===== Listed entries =====
use assetdesk_api::config::AppConfig;

#[tokio::main]
async fn main() {
    assetdesk_observability::init();

    let config = AppConfig::from_env();
    let addr = format!("0.0.0.0:{}", config.port);

    let app = assetdesk_api::app::build_app(config);

    let listener = tokio::net::TcpListener::bind(&addr)
        .await
        .unwrap_or_else(|e| panic!("failed to bind {addr}: {e}"));

    tracing::info!("Asset Manager is running on {}", listener.local_addr().unwrap());

    axum::serve(listener, app).await.unwrap();
}
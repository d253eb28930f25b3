//! Tracing/logging setup shared by the API binary and tests.

use tracing_subscriber::EnvFilter;

/// Initialize tracing/logging for the process.
///
/// Safe to call multiple times (subsequent calls are no-ops).
pub fn init() {
    let filter = EnvFilter::try_from_default_env().unwrap_or_else(|_| EnvFilter::new("info"));

    // JSON logs + timestamps, configurable via RUST_LOG.
    let _ = tracing_subscriber::fmt()
        .with_env_filter(filter)
        .json()
        .with_timer(tracing_subscriber::fmt::time::SystemTime)
        .with_target(false)
        .try_init();
}
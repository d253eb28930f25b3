//! Billing: payment-intent creation via the gateway and the append-only
//! payment log.

pub mod gateway;
pub mod payment;
pub mod service;

pub use gateway::{GatewayError, PaymentGateway, StaticGateway, StripeGateway};
pub use payment::{NewPayment, Payment};
pub use service::BillingService;
use std::sync::Arc;

use chrono::Utc;

use assetdesk_core::{DomainError, DomainResult, PaymentId};
use assetdesk_infra::Collection;

use crate::gateway::PaymentGateway;
use crate::payment::{NewPayment, Payment};

/// Payment-intent creation and the payment log.
pub struct BillingService {
    payments: Arc<dyn Collection<Payment>>,
    gateway: Arc<dyn PaymentGateway>,
}

impl BillingService {
    pub fn new(payments: Arc<dyn Collection<Payment>>, gateway: Arc<dyn PaymentGateway>) -> Self {
        Self { payments, gateway }
    }

    /// Create a payment intent for `price` (major currency units, USD).
    ///
    /// The validated variant: the amount must convert to at least one minor
    /// unit, otherwise the request is rejected instead of silently dropped.
    pub async fn create_payment_intent(&self, price: f64) -> DomainResult<String> {
        if !price.is_finite() || price <= 0.0 {
            return Err(DomainError::validation("price must be a positive amount"));
        }
        let amount_minor = (price * 100.0).round() as i64;
        if amount_minor < 1 {
            return Err(DomainError::validation("price is below the chargeable minimum"));
        }

        self.gateway
            .create_payment_intent(amount_minor, "usd")
            .await
            .map_err(|e| DomainError::upstream(e.to_string()))
    }

    /// Append a completed payment to the log.
    pub fn record(&self, new: NewPayment) -> Payment {
        let payment = Payment {
            id: PaymentId::new(),
            email: new.email,
            amount: new.amount,
            currency: new.currency,
            transaction_id: new.transaction_id,
            timestamp: Utc::now(),
        };
        self.payments
            .insert(payment.id.as_uuid().to_owned(), payment.clone());
        payment
    }

    /// Payments by payer email, or the whole log when no email is given.
    pub fn list(&self, email: Option<&str>) -> Vec<Payment> {
        match email {
            Some(email) => self.payments.find(&|p: &Payment| p.email == email),
            None => self.payments.all(),
        }
    }
}
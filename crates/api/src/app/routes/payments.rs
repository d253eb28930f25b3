//! Billing routes.

use std::sync::Arc;

use axum::{
    Extension, Json,
    extract::{Path, Query},
    response::{IntoResponse, Response},
};
use serde_json::{Value, json};

use assetdesk_billing::NewPayment;

use crate::app::dto::{
    CreatePaymentIntentRequest, PaymentsQuery, RecordPaymentRequest, payment_to_json,
};
use crate::app::errors::domain_error_response;
use crate::app::services::AppServices;

/// `POST /create-payment-intent`: price in major units, client secret back.
pub async fn create_payment_intent(
    Extension(services): Extension<Arc<AppServices>>,
    Json(body): Json<CreatePaymentIntentRequest>,
) -> Response {
    match services.billing.create_payment_intent(body.price).await {
        Ok(client_secret) => Json(json!({ "clientSecret": client_secret })).into_response(),
        Err(err) => domain_error_response(err),
    }
}

/// `POST /payments`: record a completed payment.
pub async fn record_payment(
    Extension(services): Extension<Arc<AppServices>>,
    Json(body): Json<RecordPaymentRequest>,
) -> Response {
    let payment = services.billing.record(NewPayment {
        email: body.email,
        amount: body.amount,
        currency: body.currency.unwrap_or_else(|| "usd".to_string()),
        transaction_id: body.transaction_id,
    });
    Json(payment_to_json(&payment)).into_response()
}

/// `GET /payments`: payment log, optionally by payer email.
pub async fn list_payments(
    Extension(services): Extension<Arc<AppServices>>,
    Query(query): Query<PaymentsQuery>,
) -> Json<Vec<Value>> {
    Json(
        services
            .billing
            .list(query.email.as_deref())
            .iter()
            .map(payment_to_json)
            .collect(),
    )
}

/// `GET /payment/:email`: payments by payer email.
pub async fn payments_by_email(
    Extension(services): Extension<Arc<AppServices>>,
    Path(email): Path<String>,
) -> Json<Vec<Value>> {
    Json(
        services
            .billing
            .list(Some(&email))
            .iter()
            .map(payment_to_json)
            .collect(),
    )
}
//! Domain error model.

use thiserror::Error;

/// Result type used across the domain layer.
pub type DomainResult<T> = Result<T, DomainError>;

/// Domain-level error.
///
/// Keep this focused on deterministic, business/domain failures (validation,
/// conflicts, missing documents). Transport mapping belongs to the API layer.
#[derive(Debug, Error, Clone, PartialEq, Eq)]
pub enum DomainError {
    /// A value failed validation (e.g. malformed input).
    #[error("validation failed: {0}")]
    Validation(String),

    /// A uniqueness rule was violated (e.g. duplicate email on signup).
    #[error("conflict: {0}")]
    Conflict(String),

    /// An identifier was invalid (e.g. parse failure).
    #[error("invalid identifier: {0}")]
    InvalidId(String),

    /// A requested document was not found.
    #[error("not found")]
    NotFound,

    /// Authentication or authorization failure.
    #[error("unauthorized")]
    Unauthorized,

    /// An external collaborator (store, mail, payment gateway) rejected a call.
    #[error("upstream failure: {0}")]
    Upstream(String),
}

impl DomainError {
    pub fn validation(msg: impl Into<String>) -> Self {
        Self::Validation(msg.into())
    }

    pub fn conflict(msg: impl Into<String>) -> Self {
        Self::Conflict(msg.into())
    }

    pub fn invalid_id(msg: impl Into<String>) -> Self {
        Self::InvalidId(msg.into())
    }

    pub fn upstream(msg: impl Into<String>) -> Self {
        Self::Upstream(msg.into())
    }

    pub fn not_found() -> Self {
        Self::NotFound
    }
}
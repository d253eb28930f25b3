//! `assetdesk-auth` — credential and session boundary.
//!
//! This crate is intentionally decoupled from HTTP and storage: it signs and
//! verifies session tokens, hashes credentials, and defines the capability
//! lookup seam the access guard re-checks roles through.

pub mod capabilities;
pub mod claims;
pub mod password;
pub mod roles;
pub mod token;

pub use capabilities::CapabilityResolver;
pub use claims::{SESSION_TTL_DAYS, SessionClaims};
pub use password::{PasswordError, hash_password, verify_password};
pub use roles::Role;
pub use token::{Hs256TokenService, TokenError, TokenService};
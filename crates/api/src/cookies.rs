//! Session cookie plumbing over raw headers.

use axum::http::{HeaderMap, HeaderValue, header};

/// Name of the session cookie carrying the signed token.
pub const SESSION_COOKIE: &str = "token";

/// Pull a named cookie out of the `Cookie` request header.
pub fn parse_cookie(headers: &HeaderMap, name: &str) -> Option<String> {
    let raw = headers.get(header::COOKIE)?.to_str().ok()?;
    for pair in raw.split(';') {
        let mut parts = pair.trim().splitn(2, '=');
        let key = parts.next()?;
        if key == name {
            return Some(parts.next().unwrap_or_default().to_string());
        }
    }
    None
}

fn cookie_attributes(production: bool) -> &'static str {
    // Cross-site frontends need SameSite=None, which browsers only accept
    // together with Secure.
    if production {
        "HttpOnly; Secure; SameSite=None; Path=/"
    } else {
        "HttpOnly; SameSite=Lax; Path=/"
    }
}

/// `Set-Cookie` value installing the session token.
pub fn session_cookie(token: &str, production: bool) -> HeaderValue {
    let value = format!("{SESSION_COOKIE}={token}; {}", cookie_attributes(production));
    // Token is base64url and the attributes are static ASCII.
    HeaderValue::from_str(&value).unwrap_or_else(|_| HeaderValue::from_static(""))
}

/// `Set-Cookie` value that expires the session cookie immediately.
pub fn clear_session_cookie(production: bool) -> HeaderValue {
    let value = format!(
        "{SESSION_COOKIE}=; Max-Age=0; Expires=Thu, 01 Jan 1970 00:00:00 GMT; {}",
        cookie_attributes(production)
    );
    HeaderValue::from_str(&value).unwrap_or_else(|_| HeaderValue::from_static(""))
}

#[cfg(test)]
mod tests {
    use super::*;

    #[test]
    fn parses_named_cookie_among_many() {
        let mut headers = HeaderMap::new();
        headers.insert(
            header::COOKIE,
            HeaderValue::from_static("a=1; token=abc.def.ghi; b=2"),
        );
        assert_eq!(parse_cookie(&headers, "token").as_deref(), Some("abc.def.ghi"));
        assert_eq!(parse_cookie(&headers, "missing"), None);
    }

    #[test]
    fn missing_header_yields_none() {
        assert_eq!(parse_cookie(&HeaderMap::new(), "token"), None);
    }

    #[test]
    fn production_cookie_is_cross_site() {
        let value = session_cookie("t", true);
        let s = value.to_str().unwrap();
        assert!(s.contains("Secure"));
        assert!(s.contains("SameSite=None"));
    }

    #[test]
    fn clear_cookie_expires_in_the_past() {
        let value = clear_session_cookie(false);
        let s = value.to_str().unwrap();
        assert!(s.contains("Max-Age=0"));
        assert!(s.starts_with("token=;"));
    }
}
=====
Locate the word "impl" in the records and collect each line it appears in.

impl BillingService {
impl DomainError {
    pub fn validation(msg: impl Into<String>) -> Self {
    pub fn conflict(msg: impl Into<String>) -> Self {
    pub fn invalid_id(msg: impl Into<String>) -> Self {
    pub fn upstream(msg: impl Into<String>) -> Self {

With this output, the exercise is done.